■ **Problem requirements**:
All that is needed is the listing, given back exactly.

┌─ Supplied records

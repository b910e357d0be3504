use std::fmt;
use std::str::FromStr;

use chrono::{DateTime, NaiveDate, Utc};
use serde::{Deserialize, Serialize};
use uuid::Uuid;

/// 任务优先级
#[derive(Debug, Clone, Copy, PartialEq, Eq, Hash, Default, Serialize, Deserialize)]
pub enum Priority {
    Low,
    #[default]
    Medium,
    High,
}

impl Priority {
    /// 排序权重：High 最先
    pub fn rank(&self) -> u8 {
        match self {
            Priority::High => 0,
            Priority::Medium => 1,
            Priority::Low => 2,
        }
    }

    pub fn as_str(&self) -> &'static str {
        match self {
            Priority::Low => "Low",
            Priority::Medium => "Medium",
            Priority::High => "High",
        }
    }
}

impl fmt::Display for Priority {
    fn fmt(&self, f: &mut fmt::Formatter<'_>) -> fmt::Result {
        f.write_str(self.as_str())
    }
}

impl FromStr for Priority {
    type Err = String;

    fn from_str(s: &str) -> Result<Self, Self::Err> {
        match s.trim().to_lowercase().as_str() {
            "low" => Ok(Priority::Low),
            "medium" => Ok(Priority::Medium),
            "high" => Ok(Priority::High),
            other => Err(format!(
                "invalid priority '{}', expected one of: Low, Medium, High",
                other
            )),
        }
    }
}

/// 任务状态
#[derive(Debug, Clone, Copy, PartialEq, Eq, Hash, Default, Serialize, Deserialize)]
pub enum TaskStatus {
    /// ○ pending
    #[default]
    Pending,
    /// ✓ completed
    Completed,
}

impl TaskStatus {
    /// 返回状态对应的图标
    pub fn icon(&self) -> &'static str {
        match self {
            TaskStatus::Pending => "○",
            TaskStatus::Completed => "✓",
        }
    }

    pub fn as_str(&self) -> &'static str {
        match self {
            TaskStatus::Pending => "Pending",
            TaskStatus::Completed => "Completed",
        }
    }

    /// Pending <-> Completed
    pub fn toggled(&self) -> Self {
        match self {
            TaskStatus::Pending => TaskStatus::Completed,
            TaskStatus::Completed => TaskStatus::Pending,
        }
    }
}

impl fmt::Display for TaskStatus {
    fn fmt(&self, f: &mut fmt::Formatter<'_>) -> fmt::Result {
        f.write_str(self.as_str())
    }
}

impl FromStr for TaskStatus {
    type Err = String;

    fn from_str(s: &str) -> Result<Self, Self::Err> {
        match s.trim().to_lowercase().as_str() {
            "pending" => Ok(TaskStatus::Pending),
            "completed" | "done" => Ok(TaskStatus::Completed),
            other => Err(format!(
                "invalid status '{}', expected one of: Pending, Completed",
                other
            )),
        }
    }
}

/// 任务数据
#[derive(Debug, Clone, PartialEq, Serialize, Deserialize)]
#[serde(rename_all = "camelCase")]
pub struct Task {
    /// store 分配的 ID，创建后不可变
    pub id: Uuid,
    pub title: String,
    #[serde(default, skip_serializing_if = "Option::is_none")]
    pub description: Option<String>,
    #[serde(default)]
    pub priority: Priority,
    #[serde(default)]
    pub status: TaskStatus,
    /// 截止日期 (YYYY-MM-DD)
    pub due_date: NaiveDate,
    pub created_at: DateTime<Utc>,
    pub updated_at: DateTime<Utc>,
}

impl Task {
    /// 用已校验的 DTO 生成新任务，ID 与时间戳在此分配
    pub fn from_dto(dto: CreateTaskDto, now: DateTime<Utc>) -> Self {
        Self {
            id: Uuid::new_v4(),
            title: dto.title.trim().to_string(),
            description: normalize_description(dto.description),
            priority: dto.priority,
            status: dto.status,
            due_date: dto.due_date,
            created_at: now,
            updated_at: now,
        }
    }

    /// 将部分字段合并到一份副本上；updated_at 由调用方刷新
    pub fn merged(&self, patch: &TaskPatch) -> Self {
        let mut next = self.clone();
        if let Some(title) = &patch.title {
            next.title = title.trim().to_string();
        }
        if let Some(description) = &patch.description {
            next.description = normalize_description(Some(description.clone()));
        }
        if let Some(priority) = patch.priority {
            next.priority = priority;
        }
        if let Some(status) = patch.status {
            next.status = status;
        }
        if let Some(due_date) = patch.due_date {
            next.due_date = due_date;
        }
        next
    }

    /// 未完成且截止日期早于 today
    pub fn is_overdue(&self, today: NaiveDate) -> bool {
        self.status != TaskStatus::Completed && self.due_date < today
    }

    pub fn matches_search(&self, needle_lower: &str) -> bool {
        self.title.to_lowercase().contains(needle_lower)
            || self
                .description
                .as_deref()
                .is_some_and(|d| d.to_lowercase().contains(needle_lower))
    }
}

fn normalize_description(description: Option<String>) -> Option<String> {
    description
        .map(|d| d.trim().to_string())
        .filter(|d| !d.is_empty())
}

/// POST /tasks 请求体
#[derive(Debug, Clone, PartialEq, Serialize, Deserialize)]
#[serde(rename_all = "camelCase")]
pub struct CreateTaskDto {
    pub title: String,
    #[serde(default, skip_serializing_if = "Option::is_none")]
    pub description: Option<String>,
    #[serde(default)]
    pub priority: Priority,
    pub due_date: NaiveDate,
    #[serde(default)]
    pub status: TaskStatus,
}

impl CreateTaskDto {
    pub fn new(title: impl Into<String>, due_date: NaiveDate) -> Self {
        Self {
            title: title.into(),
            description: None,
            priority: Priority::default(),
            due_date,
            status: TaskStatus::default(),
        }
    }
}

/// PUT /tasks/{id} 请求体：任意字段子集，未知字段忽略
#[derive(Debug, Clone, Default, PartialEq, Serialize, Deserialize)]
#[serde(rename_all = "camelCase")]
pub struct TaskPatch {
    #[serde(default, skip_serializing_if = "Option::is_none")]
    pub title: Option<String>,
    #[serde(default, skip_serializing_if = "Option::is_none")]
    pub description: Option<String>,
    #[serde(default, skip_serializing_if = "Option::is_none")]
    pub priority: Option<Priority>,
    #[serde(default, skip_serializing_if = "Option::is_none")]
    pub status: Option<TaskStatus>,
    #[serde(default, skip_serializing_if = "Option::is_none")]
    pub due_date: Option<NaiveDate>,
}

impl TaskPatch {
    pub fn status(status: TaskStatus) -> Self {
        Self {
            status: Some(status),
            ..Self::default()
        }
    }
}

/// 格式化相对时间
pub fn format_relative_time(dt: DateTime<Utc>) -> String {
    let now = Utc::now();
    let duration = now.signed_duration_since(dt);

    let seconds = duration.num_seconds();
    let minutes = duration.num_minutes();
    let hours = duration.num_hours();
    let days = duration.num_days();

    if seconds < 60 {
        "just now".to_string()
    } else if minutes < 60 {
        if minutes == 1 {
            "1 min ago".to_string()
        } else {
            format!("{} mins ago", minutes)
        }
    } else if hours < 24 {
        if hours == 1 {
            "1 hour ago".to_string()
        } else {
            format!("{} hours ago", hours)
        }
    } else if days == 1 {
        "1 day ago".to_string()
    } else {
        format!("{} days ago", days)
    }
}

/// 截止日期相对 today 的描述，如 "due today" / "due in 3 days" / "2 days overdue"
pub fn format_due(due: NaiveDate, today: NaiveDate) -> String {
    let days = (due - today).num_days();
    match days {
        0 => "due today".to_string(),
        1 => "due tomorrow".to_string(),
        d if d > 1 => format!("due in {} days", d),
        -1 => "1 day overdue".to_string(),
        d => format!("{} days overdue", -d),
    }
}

└─

■ **Response area**:
repository b910e357d0be3504
use std::fmt;
use std::str::FromStr;

use chrono::{DateTime, NaiveDate, Utc};
use serde::{Deserialize, Serialize};
use uuid::Uuid;

/// 任务优先级
#[derive(Debug, Clone, Copy, PartialEq, Eq, Hash, Default, Serialize, Deserialize)]
pub enum Priority {
    Low,
    #[default]
    Medium,
    High,
}

impl Priority {
    /// 排序权重：High 最先
    pub fn rank(&self) -> u8 {
        match self {
            Priority::High => 0,
            Priority::Medium => 1,
            Priority::Low => 2,
        }
    }

    pub fn as_str(&self) -> &'static str {
        match self {
            Priority::Low => "Low",
            Priority::Medium => "Medium",
            Priority::High => "High",
        }
    }
}

impl fmt::Display for Priority {
    fn fmt(&self, f: &mut fmt::Formatter<'_>) -> fmt::Result {
        f.write_str(self.as_str())
    }
}

impl FromStr for Priority {
    type Err = String;

    fn from_str(s: &str) -> Result<Self, Self::Err> {
        match s.trim().to_lowercase().as_str() {
            "low" => Ok(Priority::Low),
            "medium" => Ok(Priority::Medium),
            "high" => Ok(Priority::High),
            other => Err(format!(
                "invalid priority '{}', expected one of: Low, Medium, High",
                other
            )),
        }
    }
}

/// 任务状态
#[derive(Debug, Clone, Copy, PartialEq, Eq, Hash, Default, Serialize, Deserialize)]
pub enum TaskStatus {
    /// ○ pending
    #[default]
    Pending,
    /// ✓ completed
    Completed,
}

impl TaskStatus {
    /// 返回状态对应的图标
    pub fn icon(&self) -> &'static str {
        match self {
            TaskStatus::Pending => "○",
            TaskStatus::Completed => "✓",
        }
    }

    pub fn as_str(&self) -> &'static str {
        match self {
            TaskStatus::Pending => "Pending",
            TaskStatus::Completed => "Completed",
        }
    }

    /// Pending <-> Completed
    pub fn toggled(&self) -> Self {
        match self {
            TaskStatus::Pending => TaskStatus::Completed,
            TaskStatus::Completed => TaskStatus::Pending,
        }
    }
}

impl fmt::Display for TaskStatus {
    fn fmt(&self, f: &mut fmt::Formatter<'_>) -> fmt::Result {
        f.write_str(self.as_str())
    }
}

impl FromStr for TaskStatus {
    type Err = String;

    fn from_str(s: &str) -> Result<Self, Self::Err> {
        match s.trim().to_lowercase().as_str() {
            "pending" => Ok(TaskStatus::Pending),
            "completed" | "done" => Ok(TaskStatus::Completed),
            other => Err(format!(
                "invalid status '{}', expected one of: Pending, Completed",
                other
            )),
        }
    }
}

/// 任务数据
#[derive(Debug, Clone, PartialEq, Serialize, Deserialize)]
#[serde(rename_all = "camelCase")]
pub struct Task {
    /// store 分配的 ID，创建后不可变
    pub id: Uuid,
    pub title: String,
    #[serde(default, skip_serializing_if = "Option::is_none")]
    pub description: Option<String>,
    #[serde(default)]
    pub priority: Priority,
    #[serde(default)]
    pub status: TaskStatus,
    /// 截止日期 (YYYY-MM-DD)
    pub due_date: NaiveDate,
    pub created_at: DateTime<Utc>,
    pub updated_at: DateTime<Utc>,
}

impl Task {
    /// 用已校验的 DTO 生成新任务，ID 与时间戳在此分配
    pub fn from_dto(dto: CreateTaskDto, now: DateTime<Utc>) -> Self {
        Self {
            id: Uuid::new_v4(),
            title: dto.title.trim().to_string(),
            description: normalize_description(dto.description),
            priority: dto.priority,
            status: dto.status,
            due_date: dto.due_date,
            created_at: now,
            updated_at: now,
        }
    }

    /// 将部分字段合并到一份副本上；updated_at 由调用方刷新
    pub fn merged(&self, patch: &TaskPatch) -> Self {
        let mut next = self.clone();
        if let Some(title) = &patch.title {
            next.title = title.trim().to_string();
        }
        if let Some(description) = &patch.description {
            next.description = normalize_description(Some(description.clone()));
        }
        if let Some(priority) = patch.priority {
            next.priority = priority;
        }
        if let Some(status) = patch.status {
            next.status = status;
        }
        if let Some(due_date) = patch.due_date {
            next.due_date = due_date;
        }
        next
    }

    /// 未完成且截止日期早于 today
    pub fn is_overdue(&self, today: NaiveDate) -> bool {
        self.status != TaskStatus::Completed && self.due_date < today
    }

    pub fn matches_search(&self, needle_lower: &str) -> bool {
        self.title.to_lowercase().contains(needle_lower)
            || self
                .description
                .as_deref()
                .is_some_and(|d| d.to_lowercase().contains(needle_lower))
    }
}

fn normalize_description(description: Option<String>) -> Option<String> {
    description
        .map(|d| d.trim().to_string())
        .filter(|d| !d.is_empty())
}

/// POST /tasks 请求体
#[derive(Debug, Clone, PartialEq, Serialize, Deserialize)]
#[serde(rename_all = "camelCase")]
pub struct CreateTaskDto {
    pub title: String,
    #[serde(default, skip_serializing_if = "Option::is_none")]
    pub description: Option<String>,
    #[serde(default)]
    pub priority: Priority,
    pub due_date: NaiveDate,
    #[serde(default)]
    pub status: TaskStatus,
}

impl CreateTaskDto {
    pub fn new(title: impl Into<String>, due_date: NaiveDate) -> Self {
        Self {
            title: title.into(),
            description: None,
            priority: Priority::default(),
            due_date,
            status: TaskStatus::default(),
        }
    }
}

/// PUT /tasks/{id} 请求体：任意字段子集，未知字段忽略
#[derive(Debug, Clone, Default, PartialEq, Serialize, Deserialize)]
#[serde(rename_all = "camelCase")]
pub struct TaskPatch {
    #[serde(default, skip_serializing_if = "Option::is_none")]
    pub title: Option<String>,
    #[serde(default, skip_serializing_if = "Option::is_none")]
    pub description: Option<String>,
    #[serde(default, skip_serializing_if = "Option::is_none")]
    pub priority: Option<Priority>,
    #[serde(default, skip_serializing_if = "Option::is_none")]
    pub status: Option<TaskStatus>,
    #[serde(default, skip_serializing_if = "Option::is_none")]
    pub due_date: Option<NaiveDate>,
}

impl TaskPatch {
    pub fn status(status: TaskStatus) -> Self {
        Self {
            status: Some(status),
            ..Self::default()
        }
    }
}

/// 格式化相对时间
pub fn format_relative_time(dt: DateTime<Utc>) -> String {
    let now = Utc::now();
    let duration = now.signed_duration_since(dt);

    let seconds = duration.num_seconds();
    let minutes = duration.num_minutes();
    let hours = duration.num_hours();
    let days = duration.num_days();

    if seconds < 60 {
        "just now".to_string()
    } else if minutes < 60 {
        if minutes == 1 {
            "1 min ago".to_string()
        } else {
            format!("{} mins ago", minutes)
        }
    } else if hours < 24 {
        if hours == 1 {
            "1 hour ago".to_string()
        } else {
            format!("{} hours ago", hours)
        }
    } else if days == 1 {
        "1 day ago".to_string()
    } else {
        format!("{} days ago", days)
    }
}

/// 截止日期相对 today 的描述，如 "due today" / "due in 3 days" / "2 days overdue"
pub fn format_due(due: NaiveDate, today: NaiveDate) -> String {
    let days = (due - today).num_days();
    match days {
        0 => "due today".to_string(),
        1 => "due tomorrow".to_string(),
        d if d > 1 => format!("due in {} days", d),
        -1 => "1 day overdue".to_string(),
        d => format!("{} days overdue", -d),
    }
}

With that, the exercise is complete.